III. Efficacité de la clause de tontine en matière fiscale

Le transfert de propriété résultant du décès est soumis aux droits de succession selon le régime de droit commun, c’est-à-dire d’après le lien de parenté entre le défunt et le ou les bénéficiaires de la clause de tontine et sur la valeur de la part reçue par chacun d’eux (article 754 A, alinéa 1 du CGI).

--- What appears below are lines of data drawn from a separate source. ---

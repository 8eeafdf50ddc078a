//! rfsoc-inspector CLI arguments.
//!
//! This module contains the definition of the CLI arguments for the
//! rfsoc-inspector application.

use clap::Parser;
use std::net::SocketAddr;
use std::time::Duration;

/// rfsoc-inspector CLI arguments.
#[derive(Parser, Debug, Clone, PartialEq)]
#[clap(author, version, about, long_about = None)]
pub struct Args {
    /// Listen address for the HTTP server
    #[clap(long, default_value = "0.0.0.0:8000")]
    pub listen: SocketAddr,
    /// Name of the UIO device of the data inspector IP core
    #[clap(long, default_value = "data_inspector")]
    pub inspector_uio: String,
    /// Name of the UIO device of the AXI DMA core
    #[clap(long, default_value = "axi_dma")]
    pub dma_uio: String,
    /// Name of the u-dma-buf device used for the acquisition buffer
    #[clap(long, default_value = "udmabuf0")]
    pub udmabuf: String,
    /// Initial number of complex samples per frame
    #[clap(long, default_value_t = crate::inspector::DEFAULT_PACKET_SIZE)]
    pub packet_size: u32,
    /// Time between periodic frame captures in seconds
    #[clap(long, default_value_t = 0.5)]
    pub plotting_rate: f64,
    /// Number of fractional bits of the fixed-point samples
    #[clap(long, default_value_t = crate::frame::FRACTIONAL_BITS)]
    pub fractional_bits: u32,
    /// Normalize each frame to its maximum sample
    #[clap(long)]
    pub autoscale: bool,
    /// Sampling frequency of the inspected signal in samples per second
    #[clap(long, default_value_t = 100e3)]
    pub sampling_frequency: f64,
    /// Amplitude range shown by the plotting clients
    #[clap(long, default_value_t = 1.0)]
    pub axis_range: f64,
    /// Maximum time to wait for a DMA transfer in milliseconds
    #[clap(long, default_value_t = 1000)]
    pub dma_timeout_ms: u64,
    /// Do not start the periodic refresh until requested through the API
    #[clap(long)]
    pub stopped: bool,
    /// Run on a simulated peripheral instead of the FPGA
    #[clap(long)]
    pub simulate: bool,
}

impl Args {
    /// Returns the DMA transfer timeout.
    pub fn dma_timeout(&self) -> Duration {
        Duration::from_millis(self.dma_timeout_ms)
    }
}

A ce titre, le conjoint survivant ou le partenaire de PACS est exonéré de droit de succession. Toutefois, dans le cadre d’un concubinage, le concubin survivant est soumis aux droits de succession au taux de 60 %, après application d’un abattement de 1 594 euros, sauf pour les immeubles affectés à l’habitation principale commune à deux acquéreurs lorsque l’immeuble a une valeur inférieure à 76 000 euros au
moment du premier décès. Dans ce cas, la part transmise au survivant relève du droit de vente d’immeubles (environ 5%), sauf option du survivant pour le paiement des droits de succession (article 754 A, alinéa 2 du CGI).

Toutefois, pour échapper aux droits de mutations à titre gratuit, il est possible d’insérer la clause de tontine dans les statuts d’une société (exemple une SCI), laquelle acquiert le bien immobilier. A ce titre, la clause stipule que, au décès d’un associé, le ou les associés survivants deviendront rétroactivement propriétaires des titres du défunt. Au décès de l’associé, seuls sont dus les droits de mutation à titre onéreux (BOI-ENR-DMTG-10-10-10-10 n° 280).

Il reste indispensable que le schéma ne soit pas mis en place en poursuivant un motif exclusivement ou principalement fiscal. Par conséquent, il est utile d’inclure un troisième associé ou de prévoir la détention par chacun des associés des titres hors tontine.